**DATA RECORDS**
● ● ● ● ●

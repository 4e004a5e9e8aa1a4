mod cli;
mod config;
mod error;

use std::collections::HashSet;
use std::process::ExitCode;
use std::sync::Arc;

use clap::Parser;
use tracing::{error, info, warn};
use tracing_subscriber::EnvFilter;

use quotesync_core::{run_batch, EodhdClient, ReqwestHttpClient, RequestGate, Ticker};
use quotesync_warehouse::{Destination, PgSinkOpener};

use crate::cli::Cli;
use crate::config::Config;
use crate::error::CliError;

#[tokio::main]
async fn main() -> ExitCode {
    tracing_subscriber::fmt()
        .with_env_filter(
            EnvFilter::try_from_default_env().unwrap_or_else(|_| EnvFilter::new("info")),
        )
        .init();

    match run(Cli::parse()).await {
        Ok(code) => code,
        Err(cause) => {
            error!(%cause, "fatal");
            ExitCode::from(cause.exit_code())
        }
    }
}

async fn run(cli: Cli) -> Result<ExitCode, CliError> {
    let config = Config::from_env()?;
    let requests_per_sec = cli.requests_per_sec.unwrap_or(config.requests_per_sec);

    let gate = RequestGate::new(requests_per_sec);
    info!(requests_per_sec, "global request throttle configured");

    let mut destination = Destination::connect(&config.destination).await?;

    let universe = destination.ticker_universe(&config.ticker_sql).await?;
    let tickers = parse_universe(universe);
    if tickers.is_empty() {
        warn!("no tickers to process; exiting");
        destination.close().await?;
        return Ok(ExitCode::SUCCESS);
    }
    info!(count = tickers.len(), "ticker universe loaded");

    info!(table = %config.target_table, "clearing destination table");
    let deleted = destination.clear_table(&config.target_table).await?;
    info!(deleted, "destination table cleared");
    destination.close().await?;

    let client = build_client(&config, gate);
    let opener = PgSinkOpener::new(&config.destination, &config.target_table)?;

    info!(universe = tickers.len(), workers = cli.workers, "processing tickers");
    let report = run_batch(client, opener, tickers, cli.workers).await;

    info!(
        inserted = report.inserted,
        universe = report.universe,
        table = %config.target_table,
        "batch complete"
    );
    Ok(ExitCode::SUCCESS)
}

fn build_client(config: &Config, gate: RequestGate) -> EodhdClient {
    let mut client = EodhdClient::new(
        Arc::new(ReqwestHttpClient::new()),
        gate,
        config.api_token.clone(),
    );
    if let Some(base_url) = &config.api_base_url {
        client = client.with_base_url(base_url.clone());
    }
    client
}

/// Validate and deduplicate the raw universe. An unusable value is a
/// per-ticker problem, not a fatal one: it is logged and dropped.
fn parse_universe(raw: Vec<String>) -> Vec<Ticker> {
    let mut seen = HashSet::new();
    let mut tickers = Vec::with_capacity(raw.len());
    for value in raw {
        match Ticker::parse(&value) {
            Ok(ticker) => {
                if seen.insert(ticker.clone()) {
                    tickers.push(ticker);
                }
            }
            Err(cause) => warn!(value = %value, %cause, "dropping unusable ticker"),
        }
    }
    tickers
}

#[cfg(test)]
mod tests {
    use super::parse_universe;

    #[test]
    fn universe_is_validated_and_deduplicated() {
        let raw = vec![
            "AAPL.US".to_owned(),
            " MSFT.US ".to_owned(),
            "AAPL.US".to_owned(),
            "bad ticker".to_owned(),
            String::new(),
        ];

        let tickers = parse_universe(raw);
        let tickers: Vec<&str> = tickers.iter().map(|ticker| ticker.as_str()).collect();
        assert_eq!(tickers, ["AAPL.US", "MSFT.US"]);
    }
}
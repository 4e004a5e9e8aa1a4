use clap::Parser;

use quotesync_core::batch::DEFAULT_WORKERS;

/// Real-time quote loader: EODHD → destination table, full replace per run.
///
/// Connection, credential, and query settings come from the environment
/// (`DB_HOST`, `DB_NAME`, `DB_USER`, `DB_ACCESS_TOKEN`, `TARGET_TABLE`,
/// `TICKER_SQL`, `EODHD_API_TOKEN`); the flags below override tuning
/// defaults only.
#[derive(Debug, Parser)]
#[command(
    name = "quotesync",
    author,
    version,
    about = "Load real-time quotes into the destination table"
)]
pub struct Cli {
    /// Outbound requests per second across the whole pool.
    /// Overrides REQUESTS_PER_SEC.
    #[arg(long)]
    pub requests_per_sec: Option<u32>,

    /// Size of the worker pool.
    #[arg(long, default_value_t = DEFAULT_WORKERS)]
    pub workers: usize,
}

● ● ● ● ●

**WORK TO BE COMPLETED**
Report how many lines in the material contain the word "crate", writing the number and nothing more.

**THE COMPLETED TASK**
3